Parents, we are getting blamed for whatever we do

Happy new year! Yay! Woohoo! Another chance to try and improve ourselves, or do more of what we did for the last 12 months and pretend like we’re trying to improve ourselves. 
Parents, we are getting blamed for whatever we do

Happy new year! Yay! Woohoo! Another chance to try and improve ourselves, or do more of what we did for the last 12 months and pretend like we’re trying to improve ourselves. 


This year I sent out and replied to very few wishes, resisted the urge to share a photograph of the flowering gourd vine on my balcony with a caption of new beginnings and went about the day like it was any other Sunday. Then the children ruined it by insisting we make new year resolutions.

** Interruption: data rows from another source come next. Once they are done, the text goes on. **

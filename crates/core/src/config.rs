//! Configuration types shared across crates.

use serde::{Deserialize, Serialize};
use std::path::PathBuf;
use std::time::Duration;

/// Server configuration.
#[derive(Clone, Debug, Serialize, Deserialize)]
pub struct ServerConfig {
    /// Bind address (e.g., "0.0.0.0:8080").
    #[serde(default = "default_bind")]
    pub bind: String,
    /// Domain used when a request carries no usable Host header.
    #[serde(default = "default_domain")]
    pub default_domain: String,
    /// Enable the /metrics endpoint for Prometheus scraping (default: true).
    /// SECURITY: When enabled, ensure this endpoint is network-restricted
    /// to authorized Prometheus scraper IPs only at the infrastructure level.
    #[serde(default = "default_metrics_enabled")]
    pub metrics_enabled: bool,
}

fn default_bind() -> String {
    "127.0.0.1:8080".to_string()
}

fn default_domain() -> String {
    "127.0.0.1:8080".to_string()
}

fn default_metrics_enabled() -> bool {
    true
}

impl Default for ServerConfig {
    fn default() -> Self {
        Self {
            bind: default_bind(),
            default_domain: default_domain(),
            metrics_enabled: default_metrics_enabled(),
        }
    }
}

/// PostgreSQL SSL mode configuration.
#[derive(Clone, Copy, Debug, Default, Serialize, Deserialize, PartialEq, Eq)]
#[serde(rename_all = "lowercase")]
pub enum PgSslMode {
    /// Disable SSL/TLS entirely.
    Disable,
    /// Prefer SSL/TLS but allow unencrypted connections (default).
    #[default]
    Prefer,
    /// Require SSL/TLS for all connections.
    Require,
}
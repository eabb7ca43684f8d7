//! Instrumented link store.

use async_trait::async_trait;
use shortlink_metadata::query::{Dialect, RenderedQuery};
use shortlink_metadata::{LinkStore, MetadataResult};
use shortlink_metadata::models::{LinkRouteRow, LinkRow};
use std::sync::Arc;
use std::sync::atomic::{AtomicU64, Ordering};
use std::time::Duration;

/// Wraps a store and counts every read that reaches it.
#[allow(dead_code)]
pub struct CountingStore {
    inner: Arc<dyn LinkStore>,
    reads: AtomicU64,
    read_delay: Duration,
}

#[allow(dead_code)]
impl CountingStore {
    pub fn new(inner: Arc<dyn LinkStore>) -> Self {
        Self::with_delay(inner, Duration::ZERO)
    }

    /// Every read sleeps `read_delay` first, widening race windows.
    pub fn with_delay(inner: Arc<dyn LinkStore>, read_delay: Duration) -> Self {
        Self {
            inner,
            reads: AtomicU64::new(0),
            read_delay,
        }
    }

    pub fn reads(&self) -> u64 {
        self.reads.load(Ordering::SeqCst)
    }

    pub fn reset(&self) {
        self.reads.store(0, Ordering::SeqCst);
    }

    async fn count(&self) {
        self.reads.fetch_add(1, Ordering::SeqCst);
        if !self.read_delay.is_zero() {
            tokio::time::sleep(self.read_delay).await;
        }
    }
}

#[async_trait]
impl LinkStore for CountingStore {
    fn dialect(&self) -> Dialect {
        self.inner.dialect()
    }

    fn shard_count(&self) -> u32 {
        self.inner.shard_count()
    }

    async fn fetch_links(&self, query: &RenderedQuery) -> MetadataResult<Vec<LinkRow>> {
        self.count().await;
        self.inner.fetch_links(query).await
    }

    async fn fetch_routes(&self, query: &RenderedQuery) -> MetadataResult<Vec<LinkRouteRow>> {
        self.count().await;
        self.inner.fetch_routes(query).await
    }

    async fn fetch_count(&self, query: &RenderedQuery) -> MetadataResult<i64> {
        self.count().await;
        self.inner.fetch_count(query).await
    }

    async fn execute(&self, query: &RenderedQuery) -> MetadataResult<u64> {
        self.inner.execute(query).await
    }

    async fn migrate(&self) -> MetadataResult<()> {
        self.inner.migrate().await
    }

    async fn health_check(&self) -> MetadataResult<()> {
        self.inner.health_check().await
    }
}
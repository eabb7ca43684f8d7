//! In-process backends.

pub mod bloom;
pub mod lease;
pub mod memory;
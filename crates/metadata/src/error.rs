//! Link store and query construction error types.

use thiserror::Error;

/// Query graph validation and rendering errors. Never retryable.
#[derive(Debug, Clone, PartialEq, Eq, Error)]
pub enum QueryError {
    /// A field, alias, table or label collides with a reserved keyword.
    #[error("reserved keyword used as {context}: {token}")]
    KeywordCollision { token: String, context: &'static str },

    /// A field, alias, table or label is not a plain identifier.
    #[error("invalid identifier used as {context}: {token:?}")]
    InvalidIdentifier { token: String, context: &'static str },

    /// The graph is incomplete or inconsistent.
    #[error("query build error: {0}")]
    Build(String),
}

/// Link store operation errors.
#[derive(Debug, Error)]
pub enum MetadataError {
    #[error("not found: {0}")]
    NotFound(String),

    #[error("already exists: {0}")]
    AlreadyExists(String),

    #[error("database error: {0}")]
    Database(#[from] sqlx::Error),

    #[error(transparent)]
    Query(#[from] QueryError),

    #[error("corrupt record: {0}")]
    Core(#[from] shortlink_core::Error),

    #[error("configuration error: {0}")]
    Config(String),

    #[error("internal error: {0}")]
    Internal(String),
}

impl MetadataError {
    /// Map a unique-constraint violation to `AlreadyExists`, keep everything else.
    pub(crate) fn from_write(err: sqlx::Error, what: impl FnOnce() -> String) -> Self {
        match err {
            sqlx::Error::Database(db_err) if db_err.is_unique_violation() => {
                Self::AlreadyExists(what())
            }
            other => Self::Database(other),
        }
    }
}

impl From<std::io::Error> for MetadataError {
    fn from(err: std::io::Error) -> Self {
        Self::Internal(format!("I/O error: {err}"))
    }
}

/// Result type for link store operations.
pub type MetadataResult<T> = std::result::Result<T, MetadataError>;

/// Result type for query construction.
pub type QueryResult<T> = std::result::Result<T, QueryError>;

#[cfg(test)]
mod tests {
    use super::*;

    #[test]
    fn test_query_error_display() {
        let err = QueryError::KeywordCollision {
            token: "select".to_string(),
            context: "field",
        };
        assert_eq!(err.to_string(), "reserved keyword used as field: select");

        let err: MetadataError = QueryError::Build("missing target".to_string()).into();
        assert_eq!(err.to_string(), "query build error: missing target");
    }
}
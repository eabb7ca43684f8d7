//! Resolution and API error types.

use axum::Json;
use axum::http::StatusCode;
use axum::response::{IntoResponse, Response};
use serde::Serialize;
use shortlink_cache::CacheError;
use shortlink_metadata::{MetadataError, QueryError};
use std::time::Duration;

/// Outcome classification for resolution and link lifecycle calls.
#[derive(Debug, Clone, PartialEq, Eq, thiserror::Error)]
pub enum ResolveError {
    /// No eligible record. Covers absent, filtered, negatively cached,
    /// disabled, expired and soft-deleted links alike.
    #[error("short link not found")]
    NotFound,

    #[error("conflict: {0}")]
    Conflict(String),

    #[error("lock {key} not acquired within {waited:?}")]
    LockTimeout { key: String, waited: Duration },

    #[error("query build error: {0}")]
    QueryBuild(String),

    #[error("keyword collision: {0}")]
    KeywordCollision(String),

    #[error("invalid input: {0}")]
    InvalidInput(String),

    #[error("upstream unavailable: {0}")]
    UpstreamUnavailable(String),

    #[error("internal error: {0}")]
    Internal(String),
}

impl ResolveError {
    /// Whether a caller may reasonably retry.
    pub fn is_retryable(&self) -> bool {
        matches!(self, Self::LockTimeout { .. } | Self::UpstreamUnavailable(_))
    }
}

impl From<CacheError> for ResolveError {
    fn from(err: CacheError) -> Self {
        match err {
            CacheError::LockTimeout { key, waited } => Self::LockTimeout { key, waited },
            CacheError::Backend(_) | CacheError::FilterNotInitialized(_) => {
                Self::UpstreamUnavailable(err.to_string())
            }
            CacheError::WrongType(_) | CacheError::Config(_) => Self::Internal(err.to_string()),
        }
    }
}

impl From<QueryError> for ResolveError {
    fn from(err: QueryError) -> Self {
        match err {
            QueryError::KeywordCollision { .. } | QueryError::InvalidIdentifier { .. } => {
                Self::KeywordCollision(err.to_string())
            }
            QueryError::Build(message) => Self::QueryBuild(message),
        }
    }
}

impl From<MetadataError> for ResolveError {
    fn from(err: MetadataError) -> Self {
        match err {
            MetadataError::NotFound(_) => Self::NotFound,
            MetadataError::AlreadyExists(what) => Self::Conflict(what),
            MetadataError::Database(e) => Self::UpstreamUnavailable(format!("link store: {e}")),
            MetadataError::Query(e) => e.into(),
            MetadataError::Core(e) => Self::Internal(format!("corrupt link record: {e}")),
            MetadataError::Config(m) | MetadataError::Internal(m) => Self::Internal(m),
        }
    }
}

impl From<shortlink_core::Error> for ResolveError {
    fn from(err: shortlink_core::Error) -> Self {
        Self::InvalidInput(err.to_string())
    }
}

/// Result type for resolution and link lifecycle calls.
pub type ResolveResult<T> = std::result::Result<T, ResolveError>;

/// API error response.
#[derive(Debug, Serialize)]
pub struct ErrorResponse {
    /// Error code for programmatic handling.
    pub code: String,
    /// Human-readable error message.
    pub message: String,
}

/// API error type.
#[derive(Debug, thiserror::Error)]
pub enum ApiError {
    #[error("not found: {0}")]
    NotFound(String),

    #[error("bad request: {0}")]
    BadRequest(String),

    #[error("internal error: {0}")]
    Internal(String),

    #[error(transparent)]
    Resolve(#[from] ResolveError),

    #[error("metadata error: {0}")]
    Metadata(#[from] MetadataError),
}

impl ApiError {
    /// Get the error code for this error.
    pub fn code(&self) -> &'static str {
        match self {
            Self::NotFound(_) => "not_found",
            Self::BadRequest(_) => "bad_request",
            Self::Internal(_) => "internal_error",
            Self::Resolve(e) => match e {
                ResolveError::NotFound => "not_found",
                ResolveError::Conflict(_) => "conflict",
                ResolveError::LockTimeout { .. } => "lock_timeout",
                ResolveError::QueryBuild(_) => "query_build_error",
                ResolveError::KeywordCollision(_) => "keyword_collision",
                ResolveError::InvalidInput(_) => "bad_request",
                ResolveError::UpstreamUnavailable(_) => "upstream_unavailable",
                ResolveError::Internal(_) => "internal_error",
            },
            Self::Metadata(_) => "metadata_error",
        }
    }

    /// Get the HTTP status code for this error.
    pub fn status_code(&self) -> StatusCode {
        match self {
            Self::NotFound(_) => StatusCode::NOT_FOUND,
            Self::BadRequest(_) => StatusCode::BAD_REQUEST,
            Self::Internal(_) => StatusCode::INTERNAL_SERVER_ERROR,
            Self::Resolve(e) => match e {
                ResolveError::NotFound => StatusCode::NOT_FOUND,
                ResolveError::Conflict(_) => StatusCode::CONFLICT,
                ResolveError::LockTimeout { .. } | ResolveError::UpstreamUnavailable(_) => {
                    StatusCode::SERVICE_UNAVAILABLE
                }
                ResolveError::KeywordCollision(_) | ResolveError::InvalidInput(_) => {
                    StatusCode::BAD_REQUEST
                }
                ResolveError::QueryBuild(_) | ResolveError::Internal(_) => {
                    StatusCode::INTERNAL_SERVER_ERROR
                }
            },
            Self::Metadata(e) => match e {
                MetadataError::NotFound(_) => StatusCode::NOT_FOUND,
                MetadataError::AlreadyExists(_) => StatusCode::CONFLICT,
                MetadataError::Database(_) => StatusCode::SERVICE_UNAVAILABLE,
                _ => StatusCode::INTERNAL_SERVER_ERROR,
            },
        }
    }
}

impl IntoResponse for ApiError {
    fn into_response(self) -> Response {
        let status = self.status_code();
        if status.is_server_error() {
            tracing::error!(code = self.code(), error = %self, "Request failed");
        }
        let body = ErrorResponse {
            code: self.code().to_string(),
            message: self.to_string(),
        };
        (status, Json(body)).into_response()
    }
}

/// Result type for API handlers.
pub type ApiResult<T> = std::result::Result<T, ApiError>;

#[cfg(test)]
mod tests {
    use super::*;

    #[test]
    fn test_backend_failures_are_unavailable_not_not_found() {
        let err: ResolveError = CacheError::Backend("connection reset".to_string()).into();
        assert!(matches!(err, ResolveError::UpstreamUnavailable(_)));
        assert!(err.is_retryable());

        let err: ResolveError =
            MetadataError::Database(sqlx::Error::PoolTimedOut).into();
        assert!(matches!(err, ResolveError::UpstreamUnavailable(_)));
    }

    #[test]
    fn test_query_errors_keep_their_class() {
        let err: ResolveError = MetadataError::Query(QueryError::KeywordCollision {
            token: "select".to_string(),
            context: "field",
        })
        .into();
        assert!(matches!(err, ResolveError::KeywordCollision(_)));
        assert!(!err.is_retryable());

        let err: ResolveError = QueryError::Build("missing target".to_string()).into();
        assert_eq!(err, ResolveError::QueryBuild("missing target".to_string()));
    }

    #[test]
    fn test_unique_violation_is_conflict() {
        let err: ResolveError = MetadataError::AlreadyExists("s.ly/abc123".to_string()).into();
        assert_eq!(err, ResolveError::Conflict("s.ly/abc123".to_string()));
    }

    #[test]
    fn test_status_codes() {
        let status = |e: ResolveError| ApiError::from(e).status_code();
        assert_eq!(status(ResolveError::NotFound), StatusCode::NOT_FOUND);
        assert_eq!(status(ResolveError::Conflict("x".into())), StatusCode::CONFLICT);
        assert_eq!(
            status(ResolveError::LockTimeout {
                key: "k".into(),
                waited: Duration::from_secs(1)
            }),
            StatusCode::SERVICE_UNAVAILABLE
        );
        assert_eq!(
            status(ResolveError::UpstreamUnavailable("x".into())),
            StatusCode::SERVICE_UNAVAILABLE
        );
        assert_eq!(
            status(ResolveError::QueryBuild("x".into())),
            StatusCode::INTERNAL_SERVER_ERROR
        );
    }
}
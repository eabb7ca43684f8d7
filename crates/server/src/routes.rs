//! Route configuration.

use crate::handlers;
use crate::metrics::metrics_handler;
use crate::state::AppState;
use axum::Router;
use axum::routing::get;
use tower_http::trace::TraceLayer;

/// Create the application router.
pub fn create_router(state: AppState) -> Router {
    // Static paths win over the identifier capture.
    let mut router = Router::new()
        .route("/health", get(handlers::health_check))
        .route("/{short_uri}", get(handlers::redirect));

    // SECURITY: When enabled, this endpoint MUST be network-restricted
    // to authorized Prometheus scraper IPs only.
    if state.config.server.metrics_enabled {
        router = router.route("/metrics", get(metrics_handler));
    }

    router.layer(TraceLayer::new_for_http()).with_state(state)
}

The five-year-old decided that in 2017 he would make an entire lego set himself, instead of imperiously tossing the instruction manual to his underlings (his brother and myself), yell at us to work faster and then snatch the final creation from our hands and crow “Look what I made!” The eight-year-old solemnly stated that he would like to read more books, read one book and then claimed “I’m done!”


I decided to “be myself more and be in the moment more”. Now, the reason I chose this was because a) I’m perfect b) it’s hard to quantify being in the moment: no kilograms lost, minutes exercised, pages read, steps walked to track c) No one can really tell if I’m ‘in the moment’ or not.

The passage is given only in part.